**DATA FOR THIS EXERCISE:**
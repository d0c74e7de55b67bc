//! Color palette for the hierarchy tree

use egui::Color32;

// =============================================================================
// NODES
// =============================================================================

/// Fill for nodes whose children are collapsed
pub const COLLAPSED_FILL: Color32 = Color32::from_rgb(0x29, 0xf6, 0x0d); // Bright green
/// Fill for leaves and expanded nodes
pub const DEFAULT_FILL: Color32 = Color32::from_rgb(0x99, 0x99, 0x99); // Gray
/// Border drawn around highlighted nodes
pub const HIGHLIGHT_STROKE: Color32 = Color32::from_rgb(0x60, 0x6c, 0x38); // Olive

pub fn node_fill(has_hidden_children: bool) -> Color32 {
    if has_hidden_children {
        COLLAPSED_FILL
    } else {
        DEFAULT_FILL
    }
}

// =============================================================================
// LINKS
// =============================================================================

pub const LINK_STROKE: Color32 = Color32::from_rgb(0x75, 0x92, 0xe7); // Periwinkle
pub const LINK_OPACITY: f32 = 0.4;
pub const LINK_WIDTH: f32 = 1.5;

// =============================================================================
// LABELS & TOOLTIP
// =============================================================================

pub const LABEL_TEXT: Color32 = Color32::from_rgb(0x1b, 0x1b, 0x1b);
pub const LABEL_HALO: Color32 = Color32::WHITE;
pub const TOOLTIP_BACKGROUND: Color32 = Color32::from_rgba_premultiplied(242, 242, 242, 242); // White @ 0.95
pub const TOOLTIP_BORDER: Color32 = Color32::from_rgb(0xcc, 0xcc, 0xcc);
pub const TOOLTIP_TEXT: Color32 = Color32::from_rgb(0x22, 0x22, 0x22);

/// Scale a color's alpha by `opacity` (used for fade transitions)
pub fn faded(color: Color32, opacity: f32) -> Color32 {
    color.gamma_multiply(opacity.clamp(0.0, 1.0))
}

#[cfg(test)]
mod tests {
    use super::*;

    #[test]
    fn test_node_fill() {
        assert_eq!(node_fill(true), COLLAPSED_FILL);
        assert_eq!(node_fill(false), DEFAULT_FILL);
    }

    #[test]
    fn test_faded_bounds() {
        assert_eq!(faded(LINK_STROKE, 1.0), LINK_STROKE);
        assert_eq!(faded(LINK_STROKE, 0.0).a(), 0);
        assert_eq!(faded(LINK_STROKE, 7.0), LINK_STROKE);
    }
}
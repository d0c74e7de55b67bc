//! Spatial index for click/hover hit testing
//!
//! R-tree (via `rstar`) over the laid-out node glyphs, in world coordinates.
//! Rebuilt after every render pass.

use egui::Pos2;
use rstar::{PointDistance, RTree, RTreeObject, AABB};

use super::tree::NodeKey;

/// Index entry for one visible node
#[derive(Debug, Clone)]
pub struct SpatialNode {
    pub key: NodeKey,
    bounds: AABB<[f32; 2]>,
    pub center: [f32; 2],
    pub radius: f32,
}

impl SpatialNode {
    pub fn new(key: NodeKey, center: Pos2, radius: f32) -> Self {
        let center = [center.x, center.y];
        let bounds = AABB::from_corners(
            [center[0] - radius, center[1] - radius],
            [center[0] + radius, center[1] + radius],
        );
        Self {
            key,
            bounds,
            center,
            radius,
        }
    }

    /// Distance from `point` to the glyph edge (0 inside)
    fn edge_distance(&self, point: [f32; 2]) -> f32 {
        let dx = point[0] - self.center[0];
        let dy = point[1] - self.center[1];
        ((dx * dx + dy * dy).sqrt() - self.radius).max(0.0)
    }
}

impl RTreeObject for SpatialNode {
    type Envelope = AABB<[f32; 2]>;

    fn envelope(&self) -> Self::Envelope {
        self.bounds
    }
}

impl PointDistance for SpatialNode {
    fn distance_2(&self, point: &[f32; 2]) -> f32 {
        let d = self.edge_distance(*point);
        d * d
    }

    fn contains_point(&self, point: &[f32; 2]) -> bool {
        let dx = point[0] - self.center[0];
        let dy = point[1] - self.center[1];
        dx * dx + dy * dy <= self.radius * self.radius
    }
}

#[derive(Clone, Default)]
pub struct SpatialIndex {
    tree: RTree<SpatialNode>,
    count: usize,
}

impl std::fmt::Debug for SpatialIndex {
    fn fmt(&self, f: &mut std::fmt::Formatter<'_>) -> std::fmt::Result {
        f.debug_struct("SpatialIndex")
            .field("count", &self.count)
            .finish_non_exhaustive()
    }
}

impl SpatialIndex {
    pub fn new() -> Self {
        Self::default()
    }

    /// Replace the indexed nodes
    pub fn rebuild(&mut self, nodes: impl Iterator<Item = SpatialNode>) {
        let nodes: Vec<_> = nodes.collect();
        self.count = nodes.len();
        self.tree = RTree::bulk_load(nodes);
    }

    pub fn clear(&mut self) {
        self.tree = RTree::new();
        self.count = 0;
    }

    /// Closest node whose glyph edge is within `threshold` of `point`
    pub fn hit_test(&self, point: Pos2, threshold: f32) -> Option<&SpatialNode> {
        let point = [point.x, point.y];
        let search_bounds = AABB::from_corners(
            [point[0] - threshold, point[1] - threshold],
            [point[0] + threshold, point[1] + threshold],
        );

        self.tree
            .locate_in_envelope_intersecting(&search_bounds)
            .min_by(|a, b| a.edge_distance(point).total_cmp(&b.edge_distance(point)))
            .filter(|node| node.edge_distance(point) <= threshold)
    }

    pub fn len(&self) -> usize {
        self.count
    }

    pub fn is_empty(&self) -> bool {
        self.count == 0
    }
}

#[cfg(test)]
mod tests {
    use super::*;

    fn grid(count: usize) -> Vec<SpatialNode> {
        (0..count)
            .map(|i| {
                let x = (i % 10) as f32 * 100.0;
                let y = (i / 10) as f32 * 25.0;
                SpatialNode::new(NodeKey::from(format!("n{i}").as_str()), Pos2::new(x, y), 3.0)
            })
            .collect()
    }

    #[test]
    fn test_empty_index() {
        let index = SpatialIndex::new();
        assert!(index.is_empty());
        assert!(index.hit_test(Pos2::ZERO, 10.0).is_none());
    }

    #[test]
    fn test_hit_and_miss() {
        let mut index = SpatialIndex::new();
        index.rebuild(grid(30).into_iter());
        assert_eq!(index.len(), 30);

        let hit = index.hit_test(Pos2::new(101.0, 26.0), 8.0).unwrap();
        assert_eq!(hit.key.as_str(), "n11");

        assert!(index.hit_test(Pos2::new(50.0, 12.0), 8.0).is_none());
    }

    #[test]
    fn test_closest_wins() {
        let mut index = SpatialIndex::new();
        index.rebuild(
            vec![
                SpatialNode::new("a".into(), Pos2::new(0.0, 0.0), 3.0),
                SpatialNode::new("b".into(), Pos2::new(0.0, 10.0), 3.0),
            ]
            .into_iter(),
        );
        let hit = index.hit_test(Pos2::new(0.0, 7.0), 8.0).unwrap();
        assert_eq!(hit.key.as_str(), "b");
    }

    #[test]
    fn test_clear() {
        let mut index = SpatialIndex::new();
        index.rebuild(grid(5).into_iter());
        index.clear();
        assert!(index.is_empty());
        assert!(index.hit_test(Pos2::ZERO, 8.0).is_none());
    }
}
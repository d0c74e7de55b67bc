//! Property tests for the hierarchy filter
//!
//! Hierarchies are generated from fixed id pools so detections, group
//! memberships and name filters overlap often enough to be interesting.

use std::collections::BTreeSet;

use pretty_assertions::assert_eq;
use proptest::prelude::*;

use ps_lab::{
    collect_ids, filter, BranchKind, DetectionResult, FilterOutcome, FilterPayload, Node,
    NodeKind, PermissionType, RawNode,
};

const GROUPED_POOL: usize = 6;
const STANDALONE_POOL: usize = 4;
const MAX_GROUPS: usize = 4;

fn grouped_id(i: usize) -> String {
    format!("0PS{i}")
}

fn standalone_id(i: usize) -> String {
    format!("0SA{i}")
}

fn group_id(g: usize) -> String {
    format!("0PG{g}")
}

fn group_name(g: usize) -> String {
    format!("Group_{g}")
}

fn build_hierarchy(groups: &[Vec<bool>], standalone: &[bool]) -> Node {
    let groups = groups
        .iter()
        .enumerate()
        .map(|(g, members)| {
            let children = members
                .iter()
                .enumerate()
                .filter(|(_, member)| **member)
                .map(|(i, _)| Node::permission_set(grouped_id(i), format!("Grouped_{i}")))
                .collect();
            Node::group(group_id(g), group_name(g), children)
        })
        .collect();
    let standalone = standalone
        .iter()
        .enumerate()
        .filter(|(_, present)| **present)
        .map(|(i, _)| Node::permission_set(standalone_id(i), format!("Standalone_{i}")))
        .collect();

    Node::root(
        "Org",
        vec![
            Node::branch(BranchKind::Groups, groups),
            Node::branch(BranchKind::Standalone, standalone),
        ],
    )
}

fn hierarchy_strategy() -> impl Strategy<Value = Node> {
    (
        prop::collection::vec(prop::collection::vec(any::<bool>(), GROUPED_POOL), 0..=MAX_GROUPS),
        prop::collection::vec(any::<bool>(), STANDALONE_POOL),
    )
        .prop_map(|(groups, standalone)| build_hierarchy(&groups, &standalone))
}

/// Per pool id: detected or not, and through which groups
fn detection_strategy() -> impl Strategy<Value = DetectionResult> {
    prop::collection::vec(
        (any::<bool>(), prop::collection::vec(any::<bool>(), MAX_GROUPS)),
        GROUPED_POOL + STANDALONE_POOL,
    )
    .prop_map(|entries| {
        entries
            .into_iter()
            .enumerate()
            .filter(|(_, (detected, _))| *detected)
            .map(|(i, (_, via))| {
                let id = if i < GROUPED_POOL {
                    grouped_id(i)
                } else {
                    standalone_id(i - GROUPED_POOL)
                };
                let included_in: Vec<String> = via
                    .iter()
                    .enumerate()
                    .filter(|(_, member)| **member)
                    .map(|(g, _)| group_id(g))
                    .collect();
                RawNode::detected(id, included_in)
            })
            .collect()
    })
}

fn payload_strategy() -> impl Strategy<Value = FilterPayload> {
    (
        prop::option::of(prop_oneof![
            Just(PermissionType::PermissionSetGroup),
            Just(PermissionType::PermissionSet),
            Just(PermissionType::User),
        ]),
        prop::collection::vec(any::<bool>(), MAX_GROUPS + STANDALONE_POOL),
    )
        .prop_map(|(permission_type, mask)| {
            let names: Vec<String> = mask
                .iter()
                .enumerate()
                .filter(|(_, picked)| **picked)
                .map(|(i, _)| {
                    if i < MAX_GROUPS {
                        group_name(i)
                    } else {
                        format!("Standalone_{}", i - MAX_GROUPS)
                    }
                })
                .collect();
            let joined = (!names.is_empty()).then(|| names.join(","));
            FilterPayload::new(permission_type, joined.as_deref())
        })
}

fn tree_ids(outcome: &FilterOutcome) -> BTreeSet<String> {
    outcome
        .filtered_tree
        .as_ref()
        .map(|tree| collect_ids(std::iter::once(tree)))
        .unwrap_or_default()
}

proptest! {
    #[test]
    fn prop_highlighted_ids_are_in_the_tree(
        hierarchy in hierarchy_strategy(),
        detection in detection_strategy(),
        payload in payload_strategy(),
    ) {
        let outcome = filter(Some(&hierarchy), &detection, &payload);
        let ids = tree_ids(&outcome);
        prop_assert!(outcome.highlighted_ids.is_subset(&ids));
        if outcome.filtered_tree.is_none() {
            prop_assert!(outcome.highlighted_ids.is_empty());
        }
    }

    #[test]
    fn prop_filtered_tree_is_a_subset_of_the_hierarchy(
        hierarchy in hierarchy_strategy(),
        detection in detection_strategy(),
        payload in payload_strategy(),
    ) {
        let outcome = filter(Some(&hierarchy), &detection, &payload);
        let all = collect_ids(std::iter::once(&hierarchy));
        prop_assert!(tree_ids(&outcome).is_subset(&all));
    }

    #[test]
    fn prop_refiltering_is_idempotent(
        hierarchy in hierarchy_strategy(),
        detection in detection_strategy(),
        payload in payload_strategy(),
    ) {
        let first = filter(Some(&hierarchy), &detection, &payload);
        if let Some(tree) = first.filtered_tree.as_ref() {
            let second = filter(Some(tree), &detection, &payload);
            prop_assert_eq!(&second.highlighted_ids, &first.highlighted_ids);
            prop_assert_eq!(&second.filtered_tree, &first.filtered_tree);
        }
    }

    #[test]
    fn prop_group_search_keeps_only_named_groups(
        hierarchy in hierarchy_strategy(),
        detection in detection_strategy(),
        mask in prop::collection::vec(any::<bool>(), MAX_GROUPS),
    ) {
        let names: Vec<String> = mask
            .iter()
            .enumerate()
            .filter(|(_, picked)| **picked)
            .map(|(g, _)| group_name(g))
            .collect();
        prop_assume!(!names.is_empty());
        let payload = FilterPayload::groups(Some(&names.join(",")));

        let outcome = filter(Some(&hierarchy), &detection, &payload);
        if let Some(tree) = outcome.filtered_tree.as_ref() {
            prop_assert!(tree.branch_of(BranchKind::Standalone).is_none());
            let groups = tree.branch_of(BranchKind::Groups).map(Node::children).unwrap_or(&[]);
            for group in groups {
                prop_assert_eq!(group.kind(), NodeKind::Group);
                prop_assert!(names.iter().any(|name| name == group.name()));
            }
        }
    }

    #[test]
    fn prop_empty_detection_is_empty_outcome(
        hierarchy in hierarchy_strategy(),
        payload in payload_strategy(),
    ) {
        let outcome = filter(Some(&hierarchy), &DetectionResult::default(), &payload);
        prop_assert_eq!(outcome, FilterOutcome::empty());
    }

    #[test]
    fn prop_collect_ids_finds_every_id(parents in prop::collection::vec(0usize..64, 0..40)) {
        // Random nesting; every third node has no id
        let mut children: Vec<Vec<usize>> = vec![Vec::new(); parents.len() + 1];
        for (i, &choice) in parents.iter().enumerate() {
            children[choice % (i + 1)].push(i + 1);
        }
        fn raw(i: usize, children: &[Vec<usize>]) -> RawNode {
            let mut node = RawNode::named(format!("n{i}"));
            if i % 3 != 0 {
                node.id = Some(format!("id{i}"));
            }
            node.with_children(children[i].iter().map(|&c| raw(c, children)).collect())
        }
        let detection = DetectionResult::new(vec![raw(0, &children)]);

        let expected: BTreeSet<String> = (0..=parents.len())
            .filter(|i| i % 3 != 0)
            .map(|i| format!("id{i}"))
            .collect();
        prop_assert_eq!(collect_ids(&detection), expected);
    }
}

#[test]
fn test_example_unset_payload() {
    let hierarchy = build_hierarchy(
        &[vec![true, true, false, false, false, false]],
        &[true, false, false, false],
    );
    let detection = DetectionResult::new(vec![
        RawNode::detected(grouped_id(0), [group_id(0)]),
        RawNode::detected(standalone_id(0), Vec::<String>::new()),
    ]);

    let outcome = filter(Some(&hierarchy), &detection, &FilterPayload::default());

    let expected = build_hierarchy(
        &[vec![true, false, false, false, false, false]],
        &[true, false, false, false],
    );
    assert_eq!(outcome.filtered_tree, Some(expected));
    let highlighted: BTreeSet<String> = [group_id(0), grouped_id(0), standalone_id(0)]
        .into_iter()
        .collect();
    assert_eq!(outcome.highlighted_ids, highlighted);
}

#[test]
fn test_standalone_reached_through_a_group_is_not_shown() {
    let hierarchy = build_hierarchy(&[], &[true, false, false, false]);
    let detection = DetectionResult::new(vec![RawNode::detected(standalone_id(0), [group_id(0)])]);

    let outcome = filter(Some(&hierarchy), &detection, &FilterPayload::default());
    assert_eq!(outcome, FilterOutcome::empty());
}

#[test]
fn test_filter_from_wire_json() {
    let hierarchy: Node = serde_json::from_str(
        r#"{
            "name": "Org",
            "children": [
                {"name": "Permission Set Groups", "children": [
                    {"name": "Sales", "id": "0PG1", "children": [
                        {"name": "Sales_Rep", "id": "0PS1"},
                        {"name": "Sales_Mgr", "id": "0PS2", "children": null}
                    ]}
                ]},
                {"name": "Standalone Permission Sets"}
            ]
        }"#,
    )
    .unwrap();
    let detection: DetectionResult =
        serde_json::from_str(r#"[{"permissionSetId": "0PS2", "includedIn": ["0PG1"]}]"#).unwrap();

    let outcome = filter(Some(&hierarchy), &detection, &FilterPayload::groups(Some("Sales")));
    let json = serde_json::to_value(&outcome).unwrap();
    assert_eq!(
        json["filteredTree"]["children"][0]["children"][0]["children"][0]["name"],
        "Sales_Mgr"
    );
    assert_eq!(json["highlightedIds"], serde_json::json!(["0PG1", "0PS2"]));
}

**TASK TO CARRY OUT:** Search the data for "PermissionType" and list every line in which it occurs.

**WRITTEN ANSWER:**
    NodeKind, PermissionType, RawNode,
            Just(PermissionType::PermissionSetGroup),
            Just(PermissionType::PermissionSet),
            Just(PermissionType::User),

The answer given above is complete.